Section one addresses health literacy’s capacity to foster progress in clinical care and public health. Section one (and this summary) are divided into five subsections: an introduction; health literacy interventions/activities and clinical practice; health literacy interventions/activities and public health; international health literacy activities; and a concluding discussion of health literacy’s three current platforms and health literacy’s distinctive impact on health.
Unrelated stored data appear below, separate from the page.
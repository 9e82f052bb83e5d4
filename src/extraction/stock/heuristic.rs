//! Whole-page text scan for stock phrases, the lowest-trust tier.

use std::sync::OnceLock;

use regex::Regex;

use crate::Result;
use crate::extraction::context::ExtractionContext;
use crate::extraction::stock::{
    IN_PHRASES, LOW_PHRASES, OUT_PHRASES, PREORDER_PHRASES, StockReason, StockShell,
    status_from_quantity,
};
use crate::extraction::strategy::ExtractionStrategy;
use crate::extraction::text::collapse_whitespace;
use crate::models::StockStatus;

fn quantity_left_re() -> &'static Regex {
    static RE: OnceLock<Regex> = OnceLock::new();
    RE.get_or_init(|| Regex::new(r"\bonly\s+(\d{1,4})\s+left\b|\b(\d{1,4})\s+left in stock\b").unwrap())
}

pub struct HeuristicStock;

impl HeuristicStock {
    pub fn new() -> Self {
        Self
    }
}

impl Default for HeuristicStock {
    fn default() -> Self {
        Self::new()
    }
}

/// Slice of the page text around a match, trimmed to char boundaries.
fn window(text: &str, pos: usize, match_len: usize) -> String {
    let mut start = pos.saturating_sub(40);
    while !text.is_char_boundary(start) {
        start -= 1;
    }
    let mut end = (pos + match_len + 40).min(text.len());
    while !text.is_char_boundary(end) {
        end += 1;
    }
    collapse_whitespace(&text[start..end])
}

impl ExtractionStrategy for HeuristicStock {
    type Output = StockShell;

    fn name(&self) -> &'static str {
        "text_heuristic"
    }

    fn extract(&self, ctx: &ExtractionContext) -> Result<Option<StockShell>> {
        let lowered = ctx.visible_text().to_lowercase();
        if lowered.is_empty() {
            return Ok(None);
        }

        if let Some(caps) = quantity_left_re().captures(&lowered) {
            let full = caps.get(0).unwrap();
            let quantity = caps
                .get(1)
                .or_else(|| caps.get(2))
                .and_then(|m| m.as_str().parse::<i64>().ok());
            if let Some(quantity) = quantity {
                return Ok(Some(StockShell {
                    status: status_from_quantity(quantity),
                    quantity: Some(quantity),
                    strategy: "text_heuristic",
                    confidence: 60,
                    reason: StockReason::QuantityRemaining,
                    evidence: vec![window(&lowered, full.start(), full.len())],
                    raw_status: Some(full.as_str().to_string()),
                }));
            }
        }

        // Same precedence as badge classification: low before out so
        // "almost sold out" reads as low, out before in so negations win.
        for (phrases, status, reason) in [
            (LOW_PHRASES, StockStatus::LowStock, StockReason::ExplicitStockText),
            (OUT_PHRASES, StockStatus::OutOfStock, StockReason::ExplicitStockText),
            (PREORDER_PHRASES, StockStatus::Preorder, StockReason::PreorderText),
            (IN_PHRASES, StockStatus::InStock, StockReason::ExplicitStockText),
        ] {
            let hit = phrases
                .iter()
                .filter_map(|p| lowered.find(p).map(|pos| (pos, *p)))
                .min_by_key(|(pos, _)| *pos);
            if let Some((pos, phrase)) = hit {
                return Ok(Some(StockShell {
                    status,
                    quantity: None,
                    strategy: "text_heuristic",
                    confidence: 55,
                    reason,
                    evidence: vec![window(&lowered, pos, phrase.len())],
                    raw_status: Some(phrase.to_string()),
                }));
            }
        }

        Ok(None)
    }
}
This report discusses successful approaches to conducting health literacy-directed studies with community clinics and agencies in rural areas of Louisiana. Some lessons learned from two studies in isolated rural areas with a history of health, educational, and economic disparities are presented. The first is a qualitative study eliciting patients’, providers’ and community members’ understanding, access and acceptance of clincial trials. The second is an overview of health literacy interventions that build on each other to improve annual colorectal cancer screening in rural commuity clinics. The results suggest rural providers and patients are interested in participating in clinical trials. To increase participation in clinical trials in rural areas, academic researchers need to develop ongoing “bi-directional” working relationships with rural clinics and agencies. The support of primary care providers trusted by patients is essential. Plain language and culturally appropriate patient education material developed with the input of patients and providers and on-going telephone outreach are effective in increasing initial colon cancer screening among low-income rural patients. More intensive strategies are needed to sustain annual screening. Implementation of health literacy research strategies may help address barriers to understanding and access to appropriate studies and preventive health services.